//! Property-based tests for block/global hashing.
//!
//! Uses proptest to generate random row sets and verify the hasher's
//! partitioning and ordering guarantees.
//!
//! Run with: `cargo test --test proptest_hashing`

use proptest::prelude::*;
use serde_json::{json, Value};

use entity_mirror::schema::Schema;
use entity_mirror::{ColumnDescriptor, EntityDescriptor, Record, Row, TableHasher};

// =============================================================================
// Strategies for generating test data
// =============================================================================

/// Unique ids with free-text bodies and flags
fn rows_strategy() -> impl Strategy<Value = Vec<(i64, String, bool)>> {
    prop::collection::btree_map(0i64..20_000, ("[ -~]{0,24}", any::<bool>()), 0..200)
        .prop_map(|m| m.into_iter().map(|(id, (body, flag))| (id, body, flag)).collect())
}

fn schema(columns_reversed: bool) -> Schema {
    let mut columns = vec![
        ColumnDescriptor::integer("id").primary_key(),
        ColumnDescriptor::text("body"),
        ColumnDescriptor::boolean("pinned"),
    ];
    if columns_reversed {
        columns.reverse();
    }
    let descriptor = columns
        .into_iter()
        .fold(EntityDescriptor::new("notes", "/api/notes"), |d, c| d.column(c))
        .hash_fields(["id", "body", "pinned"]);
    Schema::compile(descriptor).unwrap()
}

fn to_rows(schema: &Schema, data: &[(i64, String, bool)]) -> Vec<Row> {
    data.iter()
        .map(|(id, body, pinned)| {
            let record: Record = match json!({"id": id, "body": body, "pinned": pinned}) {
                Value::Object(map) => map,
                _ => unreachable!(),
            };
            schema.row_from_record(&record).unwrap()
        })
        .collect()
}

// =============================================================================
// Properties
// =============================================================================

proptest! {
    #![proptest_config(ProptestConfig::with_cases(64))]

    /// Same rows, same hashes, regardless of insertion order
    #[test]
    fn prop_order_independent(data in rows_strategy(), seed in any::<u64>()) {
        let schema = schema(false);
        let hasher = TableHasher::new(1024);
        let rows = to_rows(&schema, &data);

        let mut shuffled = rows.clone();
        // Deterministic rotate-and-reverse; proptest shrinks the seed
        if !shuffled.is_empty() {
            let k = (seed as usize) % shuffled.len();
            shuffled.rotate_left(k);
            if seed % 2 == 0 {
                shuffled.reverse();
            }
        }

        let a = hasher.blocks(&hasher.row_hashes(&schema, &rows));
        let b = hasher.blocks(&hasher.row_hashes(&schema, &shuffled));
        prop_assert_eq!(&a, &b);
        prop_assert_eq!(hasher.global(&a), hasher.table_hash(&schema, &shuffled));
    }

    /// blockId = floor(id / B); no empty blocks; counts add up
    #[test]
    fn prop_partition_correct(data in rows_strategy(), block_size in 1i64..2048) {
        let schema = schema(false);
        let hasher = TableHasher::new(block_size);
        let rows = to_rows(&schema, &data);
        let blocks = hasher.blocks(&hasher.row_hashes(&schema, &rows));

        let mut total = 0u64;
        let mut previous: Option<i64> = None;
        for block in &blocks {
            prop_assert!(block.row_count > 0);
            prop_assert_eq!(block.min_id.div_euclid(block_size), block.block_id);
            prop_assert_eq!(block.max_id.div_euclid(block_size), block.block_id);
            let (start, end) = hasher.block_range(block.block_id);
            prop_assert!(start <= block.min_id && block.max_id <= end);
            if let Some(prev) = previous {
                prop_assert!(prev < block.block_id);
            }
            previous = Some(block.block_id);
            total += block.row_count;
        }
        prop_assert_eq!(total as usize, rows.len());
        prop_assert_eq!(hasher.global(&blocks).row_count as usize, rows.len());

        for row in &rows {
            let id = hasher.block_id(row.id);
            prop_assert_eq!(id, row.id.div_euclid(block_size));
            prop_assert!(blocks.iter().any(|b| b.block_id == id));
        }
    }

    /// Repeated hashing and column storage order do not change row hashes
    #[test]
    fn prop_row_hash_deterministic(data in rows_strategy()) {
        let hasher = TableHasher::new(1024);
        let declared = schema(false);
        let reversed = schema(true);

        let first = hasher.row_hashes(&declared, &to_rows(&declared, &data));
        let again = hasher.row_hashes(&declared, &to_rows(&declared, &data));
        let other_layout = hasher.row_hashes(&reversed, &to_rows(&reversed, &data));

        prop_assert_eq!(&first, &again);
        prop_assert_eq!(&first, &other_layout);
    }

    /// Changing one row changes exactly its block
    #[test]
    fn prop_single_edit_isolated(data in rows_strategy(), pick in any::<prop::sample::Index>()) {
        prop_assume!(!data.is_empty());
        let schema = schema(false);
        let hasher = TableHasher::new(1024);

        let mut edited = data.clone();
        let target = pick.index(edited.len());
        edited[target].1.push('!');

        let before = hasher.blocks(&hasher.row_hashes(&schema, &to_rows(&schema, &data)));
        let after = hasher.blocks(&hasher.row_hashes(&schema, &to_rows(&schema, &edited)));
        let changed_block = hasher.block_id(edited[target].0);

        prop_assert_eq!(before.len(), after.len());
        for (b, a) in before.iter().zip(&after) {
            prop_assert_eq!(b.block_id, a.block_id);
            prop_assert_eq!(b.block_hash == a.block_hash, b.block_id != changed_block);
        }
    }
}

#[test]
fn empty_table_hashes_empty_string() {
    let schema = schema(false);
    let hasher = TableHasher::new(1024);
    let global = hasher.table_hash(&schema, &[]);
    assert_eq!(global.row_count, 0);
    assert_eq!(global.global_hash, entity_mirror::merkle::digest(""));
}
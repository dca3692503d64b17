// Copyright (c) 2025-2026 Adrian Robinson. Licensed under the AGPL-3.0.
// See LICENSE file in the project root for full license text.

//! Local persistence: one embedded SQLite store shared by every entity cache.

pub mod sqlite;
pub mod statement;
pub mod traits;

pub use sqlite::{decode_value, LocalStore, StoreMode, MEMORY_URL};
pub use statement::{placeholders, quote_ident, Statement};
pub use traits::StorageError;
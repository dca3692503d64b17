// Copyright (c) 2025-2026 Adrian Robinson. Licensed under the AGPL-3.0.
// See LICENSE file in the project root for full license text.

//! Parameterized statements.
//!
//! Values always travel as bound parameters. Identifiers (table and column
//! names from entity descriptors) are quoted with [`quote_ident`].

use crate::schema::FieldValue;

/// SQL text plus its positional (`?`) parameters.
#[derive(Debug, Clone, PartialEq)]
pub struct Statement {
    sql: String,
    params: Vec<FieldValue>,
}

impl Statement {
    #[must_use]
    pub fn new(sql: impl Into<String>) -> Self {
        Self {
            sql: sql.into(),
            params: Vec::new(),
        }
    }

    /// Append one positional parameter.
    #[must_use]
    pub fn bind(mut self, value: impl Into<FieldValue>) -> Self {
        self.params.push(value.into());
        self
    }

    /// Append several positional parameters.
    #[must_use]
    pub fn bind_all<I>(mut self, values: I) -> Self
    where
        I: IntoIterator,
        I::Item: Into<FieldValue>,
    {
        self.params.extend(values.into_iter().map(Into::into));
        self
    }

    #[must_use]
    pub fn sql(&self) -> &str {
        &self.sql
    }

    #[must_use]
    pub fn params(&self) -> &[FieldValue] {
        &self.params
    }

    #[must_use]
    pub fn into_parts(self) -> (String, Vec<FieldValue>) {
        (self.sql, self.params)
    }
}

/// Quote an identifier for SQLite (`"name"`, embedded quotes doubled).
#[must_use]
pub fn quote_ident(name: &str) -> String {
    format!("\"{}\"", name.replace('"', "\"\""))
}

/// `?, ?, ?` for `n` parameters.
#[must_use]
pub fn placeholders(n: usize) -> String {
    vec!["?"; n].join(", ")
}

#[cfg(test)]
mod tests {
    use super::*;

    #[test]
    fn test_bind_collects_params_in_order() {
        let stmt = Statement::new("SELECT * FROM t WHERE a = ? AND b = ?")
            .bind(1_i64)
            .bind("x");
        assert_eq!(
            stmt.params(),
            &[FieldValue::Integer(1), FieldValue::Text("x".into())]
        );
    }

    #[test]
    fn test_bind_all() {
        let stmt = Statement::new("DELETE FROM t WHERE id IN (?, ?, ?)").bind_all([1_i64, 2, 3]);
        assert_eq!(stmt.params().len(), 3);
    }

    #[test]
    fn test_quote_ident_escapes() {
        assert_eq!(quote_ident("tasks"), "\"tasks\"");
        assert_eq!(quote_ident("we\"ird"), "\"we\"\"ird\"");
    }

    #[test]
    fn test_placeholders() {
        assert_eq!(placeholders(3), "?, ?, ?");
        assert_eq!(placeholders(0), "");
    }
}
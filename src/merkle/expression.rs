// Copyright (c) 2025-2026 Adrian Robinson. Licensed under the AGPL-3.0.
// See LICENSE file in the project root for full license text.

//! Row expression builder.
//!
//! The row expression is the `|`-joined list of encoded hash fields, in
//! hash-field declaration order. It is the exact string the authority hashes.

use super::encoder::encode;
use crate::schema::{Row, Schema};

/// Delimiter between encoded fields.
pub const FIELD_DELIMITER: &str = "|";

/// Encoded hash fields of a row, one entry per hash field.
#[must_use]
pub fn encoded_fields(schema: &Schema, row: &Row) -> Vec<String> {
    schema
        .hash_fields()
        .iter()
        .map(|field| match field.column {
            Some(idx) => encode(field.kind, row.value(idx)),
            None => String::new(),
        })
        .collect()
}

/// Build the canonical row expression for a stored row.
#[must_use]
pub fn row_expression(schema: &Schema, row: &Row) -> String {
    encoded_fields(schema, row).join(FIELD_DELIMITER)
}
#[cfg(test)]
mod tests {
    use super::*;
    use crate::schema::ColumnDescriptor;
    use serde_json::json;

    fn authority() -> MemoryAuthority {
        let authority = MemoryAuthority::new();
        authority
            .register(
                EntityDescriptor::new("tasks", "/api/tasks")
                    .column(ColumnDescriptor::integer("id").primary_key())
                    .column(ColumnDescriptor::text("title")),
            )
            .unwrap();
        authority
    }

    #[tokio::test]
    async fn test_list_pages() {
        let authority = authority();
        authority
            .insert_many("tasks", (1..=5).map(|i| json!({"id": i, "title": format!("t{}", i)})))
            .unwrap();

        let first = authority.list("/api/tasks", &ListParams::first_page(2)).await.unwrap();
        assert_eq!(first.items.len(), 2);
        assert!(first.has_more);

        let last = authority
            .list("/api/tasks", &ListParams { page: 3, page_size: 2, ..Default::default() })
            .await
            .unwrap();
        assert_eq!(last.items.len(), 1);
        assert!(!last.has_more);
        assert_eq!(authority.list_calls(), 2);
    }

    #[tokio::test]
    async fn test_fetch_logs_requested_ids() {
        let authority = authority();
        authority.insert("tasks", json!({"id": 1, "title": "a"})).unwrap();
        let records = authority.fetch_by_ids("/api/tasks", &[1, 2]).await.unwrap();
        assert_eq!(records.len(), 1);
        assert_eq!(authority.fetched_ids(), vec![1, 2]);
    }

    #[tokio::test]
    async fn test_fetch_modes() {
        let authority = authority();
        authority.insert("tasks", json!({"id": 1, "title": "a"})).unwrap();

        authority.set_fetch_mode(FetchMode::Empty);
        assert!(authority.batch_fetch("/api/tasks", &[1]).await.unwrap().is_empty());

        authority.set_fetch_mode(FetchMode::Fail);
        assert!(authority.fetch_by_ids("/api/tasks", &[1]).await.unwrap_err().is_transient());

        authority.set_fetch_mode(FetchMode::FailEveryNth(2));
        let outcomes: Vec<bool> = four_fetches(&authority).await;
        assert_eq!(outcomes, vec![true, false, true, false]);

        authority.set_fetch_mode(FetchMode::Normal);
        assert_eq!(authority.fetch_by_ids("/api/tasks", &[1]).await.unwrap().len(), 1);
    }

    async fn four_fetches(authority: &MemoryAuthority) -> Vec<bool> {
        let mut outcomes = Vec::new();
        for _ in 0..4 {
            outcomes.push(authority.fetch_by_ids("/api/tasks", &[1]).await.is_ok());
        }
        outcomes
    }

    #[tokio::test]
    async fn test_integrity_modes() {
        let authority = authority();
        authority.insert("tasks", json!({"id": 1, "title": "a"})).unwrap();

        let global = authority.global("tasks").await.unwrap();
        assert!(global.global_hash.is_some());
        assert_eq!(global.row_count, 1);

        authority.set_integrity_mode(IntegrityMode::NoHash);
        assert_eq!(authority.global("tasks").await.unwrap().global_hash, None);

        authority.set_integrity_mode(IntegrityMode::ClientError);
        assert!(authority.global("tasks").await.unwrap_err().is_client_error());

        authority.set_integrity_mode(IntegrityMode::ServerError);
        assert!(authority.blocks("tasks").await.unwrap_err().is_transient());
    }

    #[tokio::test]
    async fn test_create_assigns_next_id() {
        let authority = authority();
        authority.insert("tasks", json!({"id": 41, "title": "a"})).unwrap();
        let mut record = Record::new();
        record.insert("title".into(), json!("b"));
        let created = authority.create("/api/tasks", &record).await.unwrap();
        assert_eq!(created.get("id"), Some(&json!(42)));
        assert_eq!(authority.count("tasks"), 2);
    }

    #[tokio::test]
    async fn test_debug_global_matches_global() {
        let authority = authority();
        authority.insert("tasks", json!({"id": 3, "title": "c"})).unwrap();
        let debug = authority.debug_global("tasks").await.unwrap();
        let global = authority.global("tasks").await.unwrap();
        assert_eq!(debug.hash, global.global_hash);
    }
}
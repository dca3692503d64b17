// Copyright (c) 2025-2026 Adrian Robinson. Licensed under the AGPL-3.0.
// See LICENSE file in the project root for full license text.

//! Local store manager (embedded SQLite).
//!
//! The store opens lazily on first use:
//!
//! ```text
//! open() ──► durable file (sqlite://path?mode=rwc, WAL journaling)
//!              │ fails
//!              ▼
//!            in-memory (sqlite::memory:)      ← durability degrades, functionality does not
//!              │ fails
//!              ▼
//!            StorageError::Unavailable        ← next call tries again
//! ```
//!
//! A single pooled connection serializes every read and write, which is the
//! whole concurrency model: one channel per store, no row or table locks.
//! The same single connection keeps an in-memory database alive for the
//! lifetime of the store.
//!
//! ## sqlx Any Driver Quirks
//!
//! Values are decoded by trying the declared storage class first and falling
//! back to the others, because SQLite keeps whatever storage class a value was
//! written with regardless of column affinity.

use sqlx::any::{AnyArguments, AnyPoolOptions, AnyRow};
use sqlx::query::Query;
use sqlx::{Any, AnyPool, Row};
use std::path::{Path, PathBuf};
use std::sync::{Arc, Once};
use std::time::Duration;
use tokio::sync::OnceCell;
use tracing::{debug, info, instrument, warn};

use super::statement::Statement;
use super::traits::StorageError;
use crate::schema::{ColumnType, FieldValue};

/// Connection string for the in-memory fallback.
pub const MEMORY_URL: &str = "sqlite::memory:";

// SQLx `Any` driver requires runtime installation
static INSTALL_DRIVERS: Once = Once::new();

fn install_drivers() {
    INSTALL_DRIVERS.call_once(|| {
        sqlx::any::install_default_drivers();
    });
}

/// Where the store ended up after opening.
#[derive(Debug, Clone, Copy, PartialEq, Eq)]
pub enum StoreMode {
    /// Backed by a file; survives restarts.
    Durable,
    /// Backed by memory; lost on close.
    Memory,
}

struct StoreHandle {
    pool: AnyPool,
    mode: StoreMode,
}

/// Owner of the local SQLite connection.
///
/// Cheap to share behind an `Arc`; every entity cache of one engine uses the
/// same store.
pub struct LocalStore {
    path: Option<PathBuf>,
    handle: OnceCell<StoreHandle>,
}

impl std::fmt::Debug for LocalStore {
    fn fmt(&self, f: &mut std::fmt::Formatter<'_>) -> std::fmt::Result {
        f.debug_struct("LocalStore")
            .field("path", &self.path)
            .field("mode", &self.mode())
            .finish()
    }
}

impl LocalStore {
    /// Store backed by a file at `path`, falling back to memory if it can't be opened.
    #[must_use]
    pub fn new(path: impl AsRef<Path>) -> Self {
        Self {
            path: Some(path.as_ref().to_path_buf()),
            handle: OnceCell::new(),
        }
    }

    /// Store that never touches disk.
    #[must_use]
    pub fn in_memory() -> Self {
        Self {
            path: None,
            handle: OnceCell::new(),
        }
    }

    /// Store for an optional path (`None` = in-memory).
    #[must_use]
    pub fn from_config(path: Option<&str>) -> Self {
        match path {
            Some(p) if !p.trim().is_empty() => Self::new(p),
            _ => Self::in_memory(),
        }
    }

    /// Open the store if not already open.
    ///
    /// Idempotent; concurrent callers share one in-flight initialization.
    pub async fn open(&self) -> Result<StoreMode, StorageError> {
        self.handle().await.map(|h| h.mode)
    }

    /// Mode of an already-open store.
    #[must_use]
    pub fn mode(&self) -> Option<StoreMode> {
        self.handle.get().map(|h| h.mode)
    }

    #[must_use]
    pub fn is_open(&self) -> bool {
        self.handle.get().is_some_and(|h| !h.pool.is_closed())
    }

    async fn handle(&self) -> Result<&StoreHandle, StorageError> {
        self.handle.get_or_try_init(|| self.connect()).await
    }

    async fn connect(&self) -> Result<StoreHandle, StorageError> {
        install_drivers();

        if let Some(ref path) = self.path {
            let url = format!("sqlite://{}?mode=rwc", path.display());
            match Self::connect_url(&url).await {
                Ok(pool) => {
                    if let Err(e) = Self::enable_wal_mode(&pool).await {
                        warn!(error = %e, "Failed to enable WAL journaling, continuing with default journal");
                    }
                    info!(path = %path.display(), "Local store opened (durable)");
                    return Ok(StoreHandle {
                        pool,
                        mode: StoreMode::Durable,
                    });
                }
                Err(e) => {
                    warn!(path = %path.display(), error = %e, "Durable local store unavailable, falling back to memory");
                    crate::metrics::record_store_fallback();
                }
            }
        }

        let pool = Self::connect_url(MEMORY_URL).await.map_err(|e| {
            crate::metrics::record_store_error("open");
            StorageError::Unavailable(format!("Failed to open in-memory store: {}", e))
        })?;
        info!("Local store opened (in-memory)");
        Ok(StoreHandle {
            pool,
            mode: StoreMode::Memory,
        })
    }

    async fn connect_url(url: &str) -> Result<AnyPool, sqlx::Error> {
        AnyPoolOptions::new()
            .max_connections(1)
            .min_connections(1)
            .idle_timeout(None)
            .max_lifetime(None)
            .acquire_timeout(Duration::from_secs(30))
            .connect(url)
            .await
    }

    /// WAL journaling: readers don't block the writer, one fsync per commit.
    async fn enable_wal_mode(pool: &AnyPool) -> Result<(), sqlx::Error> {
        sqlx::query("PRAGMA journal_mode = WAL").execute(pool).await?;
        sqlx::query("PRAGMA synchronous = NORMAL").execute(pool).await?;
        Ok(())
    }

    /// Run a statement and return its rows.
    pub async fn query(&self, stmt: Statement) -> Result<Vec<AnyRow>, StorageError> {
        let handle = self.handle().await?;
        let (sql, params) = stmt.into_parts();
        let rows = bind_params(sqlx::query(&sql), params)
            .fetch_all(&handle.pool)
            .await
            .map_err(|e| {
                debug!(sql = %sql, error = %e, "Local query failed");
                StorageError::from(e)
            })?;
        Ok(rows)
    }

    /// Run a statement, returning the number of affected rows.
    pub async fn execute(&self, stmt: Statement) -> Result<u64, StorageError> {
        let handle = self.handle().await?;
        let (sql, params) = stmt.into_parts();
        let result = bind_params(sqlx::query(&sql), params)
            .execute(&handle.pool)
            .await
            .map_err(|e| {
                debug!(sql = %sql, error = %e, "Local statement failed");
                StorageError::from(e)
            })?;
        Ok(result.rows_affected())
    }

    /// Run several statements in one transaction (all or nothing).
    #[instrument(skip(self, stmts), fields(statements = stmts.len()))]
    pub async fn execute_batch(&self, stmts: Vec<Statement>) -> Result<u64, StorageError> {
        let handle = self.handle().await?;
        let mut tx = handle.pool.begin().await?;
        let mut affected = 0;
        for stmt in stmts {
            let (sql, params) = stmt.into_parts();
            let result = bind_params(sqlx::query(&sql), params)
                .execute(&mut *tx)
                .await?;
            affected += result.rows_affected();
        }
        tx.commit().await?;
        Ok(affected)
    }

    /// Best-effort durability checkpoint. No-op for in-memory stores.
    pub async fn flush(&self) {
        let Some(handle) = self.handle.get() else {
            return;
        };
        if handle.mode != StoreMode::Durable || handle.pool.is_closed() {
            return;
        }
        match sqlx::query("PRAGMA wal_checkpoint(PASSIVE)").execute(&handle.pool).await {
            Ok(_) => debug!("Local store checkpointed"),
            Err(e) => {
                warn!(error = %e, "Local store checkpoint failed");
                crate::metrics::record_store_error("flush");
            }
        }
    }

    /// Spawn [`flush`](Self::flush) without waiting for it.
    pub fn flush_in_background(self: &Arc<Self>) {
        if tokio::runtime::Handle::try_current().is_err() {
            return;
        }
        let store = Arc::clone(self);
        tokio::spawn(async move {
            store.flush().await;
        });
    }

    /// Flush and close the connection. Later operations report `Unavailable`.
    pub async fn close(&self) {
        if let Some(handle) = self.handle.get() {
            self.flush().await;
            handle.pool.close().await;
            info!("Local store closed");
        }
    }
}

/// Bind stored values positionally. Booleans are stored as `0`/`1`.
fn bind_params<'q>(
    mut query: Query<'q, Any, AnyArguments<'q>>,
    params: Vec<FieldValue>,
) -> Query<'q, Any, AnyArguments<'q>> {
    for param in params {
        query = match param {
            FieldValue::Null => query.bind(None::<String>),
            FieldValue::Integer(v) => query.bind(v),
            FieldValue::Real(v) => query.bind(v),
            FieldValue::Boolean(v) => query.bind(i64::from(v)),
            FieldValue::Text(v) => query.bind(v),
        };
    }
    query
}

/// Decode column `index` of a row for a declared column type.
#[must_use]
pub fn decode_value(row: &AnyRow, index: usize, column_type: ColumnType) -> FieldValue {
    let integer = || row.try_get::<Option<i64>, _>(index).ok().flatten().map(FieldValue::Integer);
    let real = || row.try_get::<Option<f64>, _>(index).ok().flatten().map(FieldValue::Real);
    let text = || row.try_get::<Option<String>, _>(index).ok().flatten().map(FieldValue::Text);

    let decoded = match column_type {
        ColumnType::Integer | ColumnType::Boolean => integer().or_else(real).or_else(text),
        ColumnType::Real => real().or_else(integer).or_else(text),
        ColumnType::Text | ColumnType::Timestamp => text().or_else(integer).or_else(real),
    };

    match (column_type, decoded) {
        (_, None) => FieldValue::Null,
        (ColumnType::Boolean, Some(FieldValue::Integer(i))) => FieldValue::Boolean(i != 0),
        (ColumnType::Boolean, Some(FieldValue::Real(f))) => FieldValue::Boolean(f != 0.0),
        (_, Some(value)) => value,
    }
}

#[cfg(test)]
mod tests {
    use super::*;

    async fn store_with_table() -> LocalStore {
        let store = LocalStore::in_memory();
        store
            .execute(Statement::new(
                "CREATE TABLE t (id INTEGER PRIMARY KEY, name TEXT, score REAL, flag INTEGER)",
            ))
            .await
            .unwrap();
        store
    }

    #[tokio::test]
    async fn test_open_is_idempotent() {
        let store = LocalStore::in_memory();
        assert!(!store.is_open());
        assert_eq!(store.open().await.unwrap(), StoreMode::Memory);
        assert_eq!(store.open().await.unwrap(), StoreMode::Memory);
        assert!(store.is_open());
    }

    #[tokio::test]
    async fn test_concurrent_open_shares_one_init() {
        let store = Arc::new(LocalStore::in_memory());
        let handles: Vec<_> = (0..8)
            .map(|_| {
                let s = Arc::clone(&store);
                tokio::spawn(async move { s.open().await })
            })
            .collect();
        for h in handles {
            assert_eq!(h.await.unwrap().unwrap(), StoreMode::Memory);
        }
        // Same connection everywhere: a table created once is visible to all.
        store.execute(Statement::new("CREATE TABLE shared (id INTEGER)")).await.unwrap();
        let rows = store
            .query(Statement::new("SELECT name FROM sqlite_master WHERE name = 'shared'"))
            .await
            .unwrap();
        assert_eq!(rows.len(), 1);
    }

    #[tokio::test]
    async fn test_bound_values_round_trip() {
        let store = store_with_table().await;
        store
            .execute(
                Statement::new("INSERT INTO t (id, name, score, flag) VALUES (?, ?, ?, ?)")
                    .bind(1_i64)
                    .bind("alpha")
                    .bind(2.5_f64)
                    .bind(true),
            )
            .await
            .unwrap();
        store
            .execute(
                Statement::new("INSERT INTO t (id, name, score, flag) VALUES (?, ?, ?, ?)")
                    .bind(2_i64)
                    .bind(FieldValue::Null)
                    .bind(FieldValue::Null)
                    .bind(false),
            )
            .await
            .unwrap();

        let rows = store
            .query(Statement::new("SELECT id, name, score, flag FROM t ORDER BY id"))
            .await
            .unwrap();
        assert_eq!(rows.len(), 2);
        assert_eq!(decode_value(&rows[0], 1, ColumnType::Text), FieldValue::Text("alpha".into()));
        assert_eq!(decode_value(&rows[0], 2, ColumnType::Real), FieldValue::Real(2.5));
        assert_eq!(decode_value(&rows[0], 3, ColumnType::Boolean), FieldValue::Boolean(true));
        assert_eq!(decode_value(&rows[1], 1, ColumnType::Text), FieldValue::Null);
        assert_eq!(decode_value(&rows[1], 3, ColumnType::Boolean), FieldValue::Boolean(false));
    }

    #[tokio::test]
    async fn test_execute_batch_is_atomic() {
        let store = store_with_table().await;
        let result = store
            .execute_batch(vec![
                Statement::new("INSERT INTO t (id, name) VALUES (?, ?)").bind(1_i64).bind("a"),
                Statement::new("INSERT INTO missing_table (id) VALUES (?)").bind(2_i64),
            ])
            .await;
        assert!(result.is_err());

        let rows = store.query(Statement::new("SELECT id FROM t")).await.unwrap();
        assert!(rows.is_empty(), "first insert must be rolled back");
    }

    #[tokio::test]
    async fn test_durable_store_persists_across_instances() {
        let dir = tempfile::tempdir().unwrap();
        let path = dir.path().join("mirror.db");

        {
            let store = LocalStore::new(&path);
            assert_eq!(store.open().await.unwrap(), StoreMode::Durable);
            store.execute(Statement::new("CREATE TABLE keep (id INTEGER)")).await.unwrap();
            store.execute(Statement::new("INSERT INTO keep (id) VALUES (7)")).await.unwrap();
            store.close().await;
        }

        let reopened = LocalStore::new(&path);
        let rows = reopened.query(Statement::new("SELECT id FROM keep")).await.unwrap();
        assert_eq!(decode_value(&rows[0], 0, ColumnType::Integer), FieldValue::Integer(7));
    }

    #[tokio::test]
    async fn test_unopenable_path_falls_back_to_memory() {
        let store = LocalStore::new("/nonexistent-dir/for/sure/mirror.db");
        assert_eq!(store.open().await.unwrap(), StoreMode::Memory);
        store.execute(Statement::new("CREATE TABLE x (id INTEGER)")).await.unwrap();
    }

    #[tokio::test]
    async fn test_closed_store_is_unavailable() {
        let store = store_with_table().await;
        store.close().await;
        let Err(err) = store.query(Statement::new("SELECT 1")).await else {
            panic!("closed store answered a query");
        };
        assert!(err.is_unavailable());
        assert!(!store.is_open());
    }
}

### [Description of the task]
Reproduce word for word the material above, beginning with the line that contains "The store opens" and ending with the line that contains "of column affinity.".

### [Task solution]
//! The store opens lazily on first use:
//!
//! ```text
//! open() ──► durable file (sqlite://path?mode=rwc, WAL journaling)
//!              │ fails
//!              ▼
//!            in-memory (sqlite::memory:)      ← durability degrades, functionality does not
//!              │ fails
//!              ▼
//!            StorageError::Unavailable        ← next call tries again
//! ```
//!
//! A single pooled connection serializes every read and write, which is the
//! whole concurrency model: one channel per store, no row or table locks.
//! The same single connection keeps an in-memory database alive for the
//! lifetime of the store.
//!
//! ## sqlx Any Driver Quirks
//!
//! Values are decoded by trying the declared storage class first and falling
//! back to the others, because SQLite keeps whatever storage class a value was
//! written with regardless of column affinity.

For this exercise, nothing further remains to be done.